INVESTIGADORES
PONZONI Ignacio
artículos
Título:
Explainable artificial intelligence: A taxonomy and guidelines for its application to drug discovery
Autor/es:
PONZONI, IGNACIO; PÁEZ PROSPER, JUAN ANTONIO; CAMPILLO, NURIA E.
Revista:
WIREs Computational Molecular Science
Editorial:
Wiley
Referencias:
Lugar: Hoboken, Nueva Jersey; Año: 2023
ISSN:
1759-0876
Resumen:
Artificial intelligence (AI) is having a growing impact in many areas related to drug discovery. However, it is still critical for their adoption by the medicinal chemistry community to achieve models that, in addition to achieving high performance in their predictions, can be trusty explained to the end users in terms of their knowledge and background. Therefore, the investigation and development of explainable artificial intelligence (XAI) methods have become a key topic to address this challenge. For this reason, a comprehensive literature review about explanation methodologies for AI based models, focused in the field of drug discovery, is provided. In particular, an intuitive overview about each family of XAI approaches, such as those based on feature attribution, graph topologies, or counterfactual reasoning, oriented to a wide audience without a strong background in the AI discipline is introduced.
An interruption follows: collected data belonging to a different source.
//! Timezone projection between UTC instants and local wall-clock values.
//!
//! Only the IANA identifier is ever stored; offsets are recomputed here from the
//! reference instant so that cached values cannot go stale across DST changes.

use chrono::{
    DateTime, Datelike, Days, Duration, FixedOffset, LocalResult, NaiveDate, NaiveDateTime,
    NaiveTime, Offset, TimeZone, Utc, Weekday,
};
use chrono_tz::Tz;

use crate::engine::EngineError;
use crate::model::Period;

pub fn parse_tz(name: &str) -> Result<Tz, EngineError> {
    name.parse::<Tz>()
        .map_err(|_| EngineError::InvalidTimezone(name.to_string()))
}

pub fn offset_at(tz: Tz, at: DateTime<Utc>) -> FixedOffset {
    tz.offset_from_utc_datetime(&at.naive_utc()).fix()
}

/// `+HH:MM` rendering, e.g. `+05:30`, `-04:00`, `+00:00`.
pub fn format_offset(offset: FixedOffset) -> String {
    offset.to_string()
}

pub fn local_date(tz: Tz, at: DateTime<Utc>) -> NaiveDate {
    at.with_timezone(&tz).date_naive()
}

pub fn local_time(tz: Tz, at: DateTime<Utc>) -> NaiveTime {
    at.with_timezone(&tz).time()
}

pub fn weekday_at(tz: Tz, at: DateTime<Utc>) -> Weekday {
    at.with_timezone(&tz).weekday()
}

/// Human-readable local rendering used in error messages.
pub fn display_local(tz: Tz, at: DateTime<Utc>) -> String {
    at.with_timezone(&tz).format("%Y-%m-%d %H:%M %Z").to_string()
}

/// Resolve a local wall-clock value to an instant.
///
/// Ambiguous times (fall back) take the earlier instant. Times inside a
/// spring-forward gap are shifted forward by the gap length.
pub fn resolve_local(tz: Tz, date: NaiveDate, time: NaiveTime) -> DateTime<Utc> {
    let naive = date.and_time(time);
    match tz.from_local_datetime(&naive) {
        LocalResult::Single(dt) => dt.with_timezone(&Utc),
        LocalResult::Ambiguous(earliest, _) => earliest.with_timezone(&Utc),
        LocalResult::None => shift_out_of_gap(tz, naive),
    }
}

fn shift_out_of_gap(tz: Tz, naive: NaiveDateTime) -> DateTime<Utc> {
    // Interpret with the offset in force before the transition; that instant
    // lands just past the gap.
    let before = naive - Duration::hours(24);
    let offset = tz
        .offset_from_local_datetime(&before)
        .earliest()
        .map(|o| o.fix())
        .unwrap_or_else(|| offset_at(tz, Utc.from_utc_datetime(&before)));
    let utc = naive - Duration::seconds(i64::from(offset.local_minus_utc()));
    Utc.from_utc_datetime(&utc)
}

/// Instant bounds `[local midnight, next local midnight)` of `date` in `tz`.
pub fn day_bounds(tz: Tz, date: NaiveDate) -> Result<Period, EngineError> {
    let next = date
        .checked_add_days(Days::new(1))
        .ok_or_else(|| EngineError::InvalidPeriod(format!("date {date} out of range")))?;
    Ok(Period::new(
        resolve_local(tz, date, NaiveTime::MIN),
        resolve_local(tz, next, NaiveTime::MIN),
    ))
}

/// Instant range of the local `[start, end)` wall-clock window on `date`.
pub fn local_window(tz: Tz, date: NaiveDate, start: NaiveTime, end: NaiveTime) -> Period {
    Period::new(resolve_local(tz, date, start), resolve_local(tz, date, end))
}

/// Every local calendar date in `tz` that the instant range touches, ascending.
pub fn local_dates_touched(tz: Tz, period: &Period) -> Vec<NaiveDate> {
    if period.is_empty() {
        return Vec::new();
    }
    let first = local_date(tz, period.start);
    let last = local_date(tz, period.end - Duration::nanoseconds(1));
    let mut dates = Vec::new();
    let mut cur = Some(first);
    while let Some(d) = cur {
        if d > last {
            break;
        }
        dates.push(d);
        cur = d.succ_opt();
    }
    dates
}
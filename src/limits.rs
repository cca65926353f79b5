/// Upper bound on stored rules (all statuses).
pub const MAX_RULES: usize = 1_000;

/// Upper bound on stored overrides (all statuses).
pub const MAX_OVERRIDES: usize = 10_000;

/// An override never spans more than one day.
pub const MAX_OVERRIDE_DURATION_MINUTES: i64 = 24 * 60;

pub const MIN_SLOT_INTERVAL_MINUTES: u32 = 1;

pub const MAX_SESSION_MINUTES: u32 = 24 * 60;

/// One slot per minute of a day is the most a single rule window can produce.
pub const MAX_SLOTS_PER_DAY: usize = 24 * 60;

/// WAL records larger than this are treated as corruption on replay.
pub const MAX_WAL_RECORD_BYTES: usize = 1 << 20;
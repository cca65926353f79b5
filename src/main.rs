use std::sync::Arc;

use tracing::info;
use tracing_subscriber::EnvFilter;

use slotkeeper::clock::SystemClock;
use slotkeeper::config::Config;
use slotkeeper::engine::Engine;
use slotkeeper::model::{AvailabilityOverride, AvailabilityRule};
use slotkeeper::reaper;
use slotkeeper::settings::SessionTypeCatalog;
use slotkeeper::store::InMemoryStore;

#[tokio::main]
async fn main() -> Result<(), Box<dyn std::error::Error>> {
    tracing_subscriber::fmt()
        .with_env_filter(EnvFilter::try_from_default_env().unwrap_or_else(|_| "info".into()))
        .init();

    let config = Config::from_env()?;
    slotkeeper::observability::init(config.metrics_port)?;

    // Ensure data directory exists
    std::fs::create_dir_all(&config.data_dir)?;

    let rules: Arc<InMemoryStore<AvailabilityRule>> =
        Arc::new(InMemoryStore::open(&config.data_dir.join("rules.wal"))?);
    let overrides: Arc<InMemoryStore<AvailabilityOverride>> =
        Arc::new(InMemoryStore::open(&config.data_dir.join("overrides.wal"))?);

    let engine = Arc::new(Engine::new(
        rules.clone(),
        overrides.clone(),
        Arc::new(config.booking.clone()),
        Arc::new(SessionTypeCatalog::new()),
        Arc::new(SystemClock),
    ));

    info!("slotkeeper started");
    info!("  data_dir: {}", config.data_dir.display());
    info!("  default timezone: {}", config.booking.default_timezone);
    info!("  slot interval: {} min", config.booking.slot_interval_minutes);
    info!(
        "  rule sweep every {:?}, override sweep every {:?}",
        config.rule_sweep_every, config.override_sweep_every
    );
    let metrics_url = config
        .metrics_port
        .map_or("disabled".to_string(), |p| format!("http://0.0.0.0:{p}/metrics"));
    info!("  metrics: {metrics_url}");

    let tasks = [
        tokio::spawn(reaper::run_rule_reconciler(
            engine.clone(),
            config.rule_sweep_every,
        )),
        tokio::spawn(reaper::run_override_reconciler(
            engine.clone(),
            config.override_sweep_every,
        )),
        tokio::spawn(reaper::run_compactor(
            rules.clone(),
            config.compact_threshold,
        )),
        tokio::spawn(reaper::run_compactor(
            overrides.clone(),
            config.compact_threshold,
        )),
    ];

    // Graceful shutdown: stop the sweeps on SIGTERM/ctrl-c, then compact both logs
    let ctrl_c = tokio::signal::ctrl_c();
    #[cfg(unix)]
    {
        let mut sigterm =
            tokio::signal::unix::signal(tokio::signal::unix::SignalKind::terminate())?;
        tokio::select! {
            _ = ctrl_c => {}
            _ = sigterm.recv() => {}
        }
    }
    #[cfg(not(unix))]
    {
        ctrl_c.await.ok();
    }
    info!("shutdown signal received, stopping background tasks");

    for task in &tasks {
        task.abort();
    }
    // Taking the write gate waits out any in-flight mutation.
    let _gate = engine.quiesce().await;
    if let Err(e) = rules.compact().await {
        tracing::warn!("final rule log compaction failed: {e}");
    }
    if let Err(e) = overrides.compact().await {
        tracing::warn!("final override log compaction failed: {e}");
    }

    info!("slotkeeper stopped");
    Ok(())
}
As the main contribution, we propose a new taxonomy of the current XAI methods, which take into account specific issues related with the typical representations and computational problems study in the design of molecules. Additionally,we also present the main visualization strategies designed for supporting XAI approaches in the chemical domain. We conclude with key ideas about each method category, thoroughly providing insightful analysis about the guidelines and potential benefits of their adoption in medical chemistry.